Genre: Historical Fiction

ISBN: 9798393246679

Print Length: 280 pages

Reviewed by Jaylynn Korrell

An enthralling historical novel set in NYC during the roaring 20s 

Millie is not going to get married. She is going to devote herself to her chaotic job as a nurse in a tenement building made up mostly of immigrants. She is going to help them meet basic needs and improve their health as a sort of public servant, and she is going to keep her haunting memories behind her.

But things take a turn when one of her pregnant patients dies at the hands of her alcoholic husband. And Millie is capable of more. While navigating a complex rekindled relationship and coping with the reality of her brother’s death, Millie creates her own idea of justice. It’s up to her to decide what a woman should and should not do.

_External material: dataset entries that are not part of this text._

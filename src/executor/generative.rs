//! Generative body execution
//!
//! Items are pulled from the producer one at a time and run before the next
//! one is pulled. The parent case does not count as a run; every executed
//! item does.

use tracing::{debug, warn};

use super::context::{Cx, RunContext};
use super::runner::{guarded, RunError};
use super::select::Selector;
use crate::models::{CaseInfo, FailureInfo, Frame, GeneratorFn, Outcome, Signal, SkipKind};
use crate::results::ResultCollector;

pub(crate) const SOURCE_FILE: &str = file!();

/// Run every selected item of a generative body
///
/// Returns whether the case completed: at least one item ran, none was
/// filtered out and every executed item succeeded. Skipped items do not
/// count against the parent.
pub(crate) fn proceed_generative(
    run: &mut RunContext,
    info: &mut CaseInfo,
    generator: &mut GeneratorFn,
    result: &mut ResultCollector,
    selector: Option<&dyn Selector>,
) -> Result<bool, RunError> {
    result.uncount_test();

    let produced = guarded("run_generator", line!(), || {
        generator(&mut Cx::new(&mut *info, &mut *run))
    });
    let mut items = match produced {
        Ok(items) => items,
        Err(signal) => {
            report_interruption(info, signal, result)?;
            return Ok(false);
        }
    };

    let exit_first = run.options().exit_first;
    let mut success = true;
    let mut executed = 0usize;
    let mut omitted = 0usize;

    while !result.should_stop() {
        let item = match guarded("next_item", line!(), || items.next().transpose()) {
            Ok(Some(item)) => item,
            Ok(None) => break,
            Err(signal) => {
                report_interruption(info, signal, result)?;
                success = false;
                break;
            }
        };

        let subtest = match item.into_subtest() {
            Ok(subtest) => subtest,
            Err(violation) => {
                warn!("Malformed generative item in {}: {}", info.id, violation);
                let failure = FailureInfo::new("PackingViolation", violation.to_string())
                    .with_frame(Frame::new(SOURCE_FILE, line!(), "proceed_generative"));
                result.record_error(info, failure);
                success = false;
                break;
            }
        };

        if let Some(selector) = selector {
            let selected = selector.accepts_case(info)
                || (subtest.name.is_some() && selector.accepts_item(info, &subtest));
            if !selected {
                debug!("Omitting item {:?} of {}", subtest.name, info.id);
                omitted += 1;
                continue;
            }
        }

        result.count_subtest();
        executed += 1;
        info.set_description(subtest.name.clone());

        let step = guarded("run_item", line!(), || {
            subtest.call(&mut Cx::new(&mut *info, &mut *run))
        });
        let outcome = Outcome::classify(step)?;
        let stop = match outcome {
            Outcome::Success => {
                result.record_success(info);
                false
            }
            Outcome::Failure(failure) => {
                result.record_failure(info, failure);
                success = false;
                false
            }
            Outcome::Error(failure) => {
                result.record_error(info, failure);
                success = false;
                false
            }
            Outcome::Skip { reason, kind } => {
                result.record_skip(info, reason);
                kind == SkipKind::Test && exit_first
            }
        };
        info.set_description(None);

        if stop {
            debug!(
                "Skip in {} under stop-on-first-failure, not pulling further items",
                info.id
            );
            break;
        }
    }

    debug!(
        "{} executed {} item(s), omitted {}",
        info.id, executed, omitted
    );
    Ok(success && executed > 0 && omitted == 0)
}

/// Report a signal raised by the generator itself rather than by an item
fn report_interruption(
    info: &CaseInfo,
    signal: Signal,
    result: &mut ResultCollector,
) -> Result<(), RunError> {
    match Outcome::classify(Err(signal))? {
        Outcome::Failure(failure) => result.record_failure(info, failure),
        Outcome::Error(failure) => result.record_error(info, failure),
        Outcome::Skip { reason, .. } => result.record_skip(info, reason),
        Outcome::Success => {}
    }
    Ok(())
}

We learn pretty early on that Millie has been around death before. Having experienced some of the horrors of war in France a few years earlier and knowing what taking this man’s life would mean for other people, she can make peace with the idea of doing it. But she has no idea how closely crime and violence would follow her after that.

Newfound relationships with a few “bad men” take her on a journey through a darker side of New York. Lucky for us, she ends up being up to the task. Through flashbacks of her time in the war, we learn how she keeps her wits about her in trying times.

In case you couldn’t tell: I think this book is fantastic. I was constantly engaged, constantly questioning what was going to happen next. Millie finds herself in increasingly dangerous situations, and her circumstances are always changing. I was pulled along by the freshness of each succeeding chapter. She always has the option to disappear into the life of a housewife, and each avenue we take along the way ends up being as entertaining as the last. There’s not one paragraph I wanted to skip.

Gemma thrives in depicting womanhood. Millie is a standout protagonist, you already know this, but so are the secondary female characters. I would have gladly pivoted into their background whenever Gemma wanted to take me there. I’d read anything she wrote. 

Millie’s best friend Betty is an independent woman who just happens to be dating a married man. Her mother is a grieving but hopeful woman who is coping with the death of her son in the war. A friend we meet later in the book, Etta, is a single woman who exudes confidence in every shape of the word. Each is in some way trying to hook an uncatchable man, while holding on to the pieces of themselves that make them unique. I cared about all of them.

Honestly, I could go on and on about The Tenement Nurse. This is undeniably one of the best books I’ve read this year. The time period, the setting, the characters, the storylines: they’re all sure to enrapture you.